Each Akande and Hashmi imagine the broader, unmediated “males’s rights” motion Tate occupies on-line should be addressed if his reputation is to be diminished.
“It might be very mistaken to assume that you just simply finish Andrew Tate, and that might be the tip of it. Andrew Tate is one determine on this entire form of motion. And one of many causes for this motion is … the net house has been left to those folks with little or no pushback as a result of they act in a really aggressive approach,” Hashmi mentioned.
“There are lots of … reasonable or mainstream Muslim leaders, figures, personalities who refuse to have interaction in these boards, on this on-line house, as a result of they don’t need to take care of these folks,” he added. “However due to this, you’re ceding that public house to those folks.”
Tate’s misguided view of Islam can also be dangerous to Muslim communities as a result of he’s spreading mistruths a couple of neighborhood that’s already marginalized by Western society, Akande says.
Ayo Khalil, 26, is an NHS physician and neighborhood employee who’s attempting to bridge the hole between Tate’s followers and people who are overtly essential of his platform.
He believes Tate’s conversion to Islam is “a gross misrepresentation” of the religion.
“I really feel like Muslims have change into very obsessive about … public figures representing Islam, no matter what they’ve mentioned and completed,” he instructed CNN. “It’s such a dangerous and uncritical method.”
Khalil says he transformed to Islam and “fell in love” with the religion, as a result of “social justice and spirituality, self-discipline and submission have been embedded in it.”

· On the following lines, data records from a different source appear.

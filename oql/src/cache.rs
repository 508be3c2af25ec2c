//! Memoization of finished translations, keyed by exact prompt text.
//!
//! Only successful results are stored; failures are never memoized, so a
//! transient collaborator problem cannot poison later requests.

use std::collections::HashMap;
use std::collections::VecDeque;
use std::sync::Mutex;

use tracing::debug;

use crate::query::StructuredQuery;

/// Pluggable result cache so tests and callers that want fresh answers can
/// substitute a no-op.
pub trait ResultCache: Send + Sync {
    fn get(&self, prompt: &str) -> Option<StructuredQuery>;
    fn put(&self, prompt: &str, result: StructuredQuery);
}

/// Bounded cache with least-recently-used eviction.
pub struct LruResultCache {
    capacity: usize,
    inner: Mutex<Inner>,
}

struct Inner {
    map: HashMap<String, StructuredQuery>,
    /// Keys ordered oldest-first; a key appears at most once.
    order: VecDeque<String>,
}

impl LruResultCache {
    pub fn new(capacity: usize) -> Self {
        Self {
            capacity,
            inner: Mutex::new(Inner {
                map: HashMap::new(),
                order: VecDeque::new(),
            }),
        }
    }

    pub fn len(&self) -> usize {
        match self.inner.lock() {
            Ok(inner) => inner.map.len(),
            Err(poisoned) => poisoned.into_inner().map.len(),
        }
    }

    pub fn is_empty(&self) -> bool {
        self.len() == 0
    }
}

impl Inner {
    fn touch(&mut self, prompt: &str) {
        if let Some(pos) = self.order.iter().position(|k| k == prompt) {
            if let Some(key) = self.order.remove(pos) {
                self.order.push_back(key);
            }
        }
    }
}

impl ResultCache for LruResultCache {
    fn get(&self, prompt: &str) -> Option<StructuredQuery> {
        let mut inner = match self.inner.lock() {
            Ok(inner) => inner,
            Err(poisoned) => poisoned.into_inner(),
        };
        let hit = inner.map.get(prompt).cloned();
        if hit.is_some() {
            inner.touch(prompt);
            debug!(prompt, "translation cache hit");
        }
        hit
    }

    fn put(&self, prompt: &str, result: StructuredQuery) {
        if self.capacity == 0 {
            return;
        }
        let mut inner = match self.inner.lock() {
            Ok(inner) => inner,
            Err(poisoned) => poisoned.into_inner(),
        };
        if inner.map.insert(prompt.to_string(), result).is_some() {
            inner.touch(prompt);
            return;
        }
        inner.order.push_back(prompt.to_string());
        if inner.order.len() > self.capacity {
            if let Some(evicted) = inner.order.pop_front() {
                inner.map.remove(&evicted);
                debug!(prompt = %evicted, "evicted least recently used translation");
            }
        }
    }
}

/// Cache that remembers nothing.
pub struct NoopResultCache;

impl ResultCache for NoopResultCache {
    fn get(&self, _prompt: &str) -> Option<StructuredQuery> {
        None
    }

    fn put(&self, _prompt: &str, _result: StructuredQuery) {}
}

Khalil ran a web-based workshop in January with a view to begin a essential dialogue about Andrew Tate, sexual violence and Muslim masculinity, after seeing the “dismissive approach” members of his neighborhood addressed Tate’s reputation.
“I’ve seen in actual time what … sexual violence and sexual abuse and different forms of abuse can do to a person,” he mentioned. “Males on this case should take particular person accountability to actually push again towards … the best way different males behave in direction of ladies.”
He believes that extra imams, neighborhood leaders and lecturers want to talk out towards Tate and assist younger Muslim males re-evaluate how masculinity is outlined throughout the parameters of the religion, together with “being in contact along with your feelings, displaying kindness.”
“Being reasonable, that is what makes a person. Not logging on, displaying watches, boasting, smoking cigars and saying sensationalist issues for views,” he mentioned.
“When you’re a Muslim, it’s not the instance you ought to be following. Who do you worship? Is it God, or is it Andrew Tate? We’ve got to ask these questions.”
Serena, whose two brothers have embraced Tate’s phrases on ladies, would welcome such messaging.
“I’m nonetheless stumped at how younger Muslim males observe his views and endorse him … it’s disgusting,” she mentioned.